[Records shown — start]

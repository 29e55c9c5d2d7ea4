//! `[slides]` section configuration.

use serde::Deserialize;

use super::check_attr_value;
use crate::config::{ConfigDiagnostics, FieldPath};

#[derive(Debug, Clone, Deserialize, PartialEq, Eq)]
#[serde(default)]
pub struct SlidesConfig {
    /// Literal marker separating two slides.
    pub marker: String,
    /// Class attribute of every `<section>` wrapper.
    pub class: String,
}

impl SlidesConfig {
    pub const MARKER: FieldPath = FieldPath::new("slides.marker");
    pub const CLASS: FieldPath = FieldPath::new("slides.class");

    pub fn validate(&self, diag: &mut ConfigDiagnostics) {
        if self.marker.is_empty() {
            diag.error_with_hint(
                Self::MARKER,
                "slide marker must not be empty",
                "use the default `<hr>`",
            );
        }
        check_attr_value(&self.class, Self::CLASS, diag);
    }

    /// Opening tag of a slide wrapper, e.g. `<section class="slide">`.
    pub fn open_tag(&self) -> String {
        format!("<section class=\"{}\">", self.class)
    }
}

impl Default for SlidesConfig {
    fn default() -> Self {
        Self {
            marker: "<hr>".to_string(),
            class: "slide".to_string(),
        }
    }
}
//! `[anchor]` section configuration.

use serde::Deserialize;

use super::check_attr_value;
use crate::config::{ConfigDiagnostics, FieldPath};

/// Misspelled referrer token kept for compatibility with existing decks.
const MISSPELLED_NOREFERRER: &str = "noreferer";

#[derive(Debug, Clone, Deserialize, PartialEq, Eq)]
#[serde(default)]
pub struct AnchorConfig {
    /// Value of the injected `target` attribute. Empty omits it.
    pub target: String,
    /// Tokens of the injected `rel` attribute. Empty omits it.
    pub rel: Vec<String>,
}

impl AnchorConfig {
    pub const TARGET: FieldPath = FieldPath::new("anchor.target");
    pub const REL: FieldPath = FieldPath::new("anchor.rel");

    pub fn validate(&self, diag: &mut ConfigDiagnostics) {
        check_attr_value(&self.target, Self::TARGET, diag);

        for token in &self.rel {
            if token.is_empty() || token.contains(char::is_whitespace) {
                diag.error_with_hint(
                    Self::REL,
                    format!("invalid rel token '{token}'"),
                    "list each token separately, e.g. [\"noopener\", \"noreferrer\"]",
                );
                continue;
            }
            check_attr_value(token, Self::REL, diag);
            if token == MISSPELLED_NOREFERRER {
                diag.warn(
                    Self::REL,
                    format!("rel token '{MISSPELLED_NOREFERRER}' is not recognized by browsers"),
                    "use \"noreferrer\" to suppress the Referer header",
                );
            }
        }
    }

    /// Attribute text inserted after `<a`, e.g. `target="_blank" rel="noopener"`.
    ///
    /// Returns an empty string when neither attribute is configured.
    pub fn attributes(&self) -> String {
        let mut attrs = Vec::with_capacity(2);
        if !self.target.is_empty() {
            attrs.push(format!("target=\"{}\"", self.target));
        }
        if !self.rel.is_empty() {
            attrs.push(format!("rel=\"{}\"", self.rel.join(" ")));
        }
        attrs.join(" ")
    }
}

impl Default for AnchorConfig {
    fn default() -> Self {
        Self {
            target: "_blank".to_string(),
            rel: vec!["noopener".to_string(), MISSPELLED_NOREFERRER.to_string()],
        }
    }
}

#[cfg(test)]
mod tests {
    use super::*;
    use crate::config::test_parse_config;

    #[test]
    fn test_defaults() {
        let config = test_parse_config("");
        assert_eq!(config.anchor.target, "_blank");
        assert_eq!(config.anchor.rel, ["noopener", "noreferer"]);
        assert_eq!(
            config.anchor.attributes(),
            "target=\"_blank\" rel=\"noopener noreferer\""
        );
    }

    #[test]
    fn test_default_warns_on_misspelling() {
        let mut diag = ConfigDiagnostics::new();
        AnchorConfig::default().validate(&mut diag);
        assert!(!diag.has_errors());
        assert_eq!(diag.warnings().len(), 1);
        assert_eq!(diag.warnings()[0].field, AnchorConfig::REL);
    }

    #[test]
    fn test_corrected_spelling() {
        let config = test_parse_config("[anchor]\nrel = [\"noopener\", \"noreferrer\"]");
        let mut diag = ConfigDiagnostics::new();
        config.anchor.validate(&mut diag);
        assert!(!diag.has_errors());
        assert!(diag.warnings().is_empty());
        assert_eq!(
            config.anchor.attributes(),
            "target=\"_blank\" rel=\"noopener noreferrer\""
        );
    }

    #[test]
    fn test_attributes_omit_empty() {
        let anchor = AnchorConfig {
            target: String::new(),
            rel: vec!["nofollow".to_string()],
        };
        assert_eq!(anchor.attributes(), "rel=\"nofollow\"");

        let anchor = AnchorConfig {
            target: "_top".to_string(),
            rel: Vec::new(),
        };
        assert_eq!(anchor.attributes(), "target=\"_top\"");

        let anchor = AnchorConfig {
            target: String::new(),
            rel: Vec::new(),
        };
        assert_eq!(anchor.attributes(), "");
    }

    #[test]
    fn test_invalid_rel_tokens() {
        let anchor = AnchorConfig {
            target: "_blank".to_string(),
            rel: vec![
                "noopener noreferrer".to_string(),
                String::new(),
                "x\"y".to_string(),
            ],
        };
        let mut diag = ConfigDiagnostics::new();
        anchor.validate(&mut diag);
        assert_eq!(diag.errors().len(), 3);
        assert!(diag.errors().iter().all(|e| e.field == AnchorConfig::REL));
    }

    #[test]
    fn test_invalid_target() {
        let anchor = AnchorConfig {
            target: "<_blank>".to_string(),
            ..Default::default()
        };
        let mut diag = ConfigDiagnostics::new();
        anchor.validate(&mut diag);
        assert!(diag.errors().iter().any(|e| e.field == AnchorConfig::TARGET));
    }
}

[Records shown — finish]

# What is being asked
Search each line of the entries for the string "attrs", then say how many lines have it. Reply with the number only.

# Completed exercise
4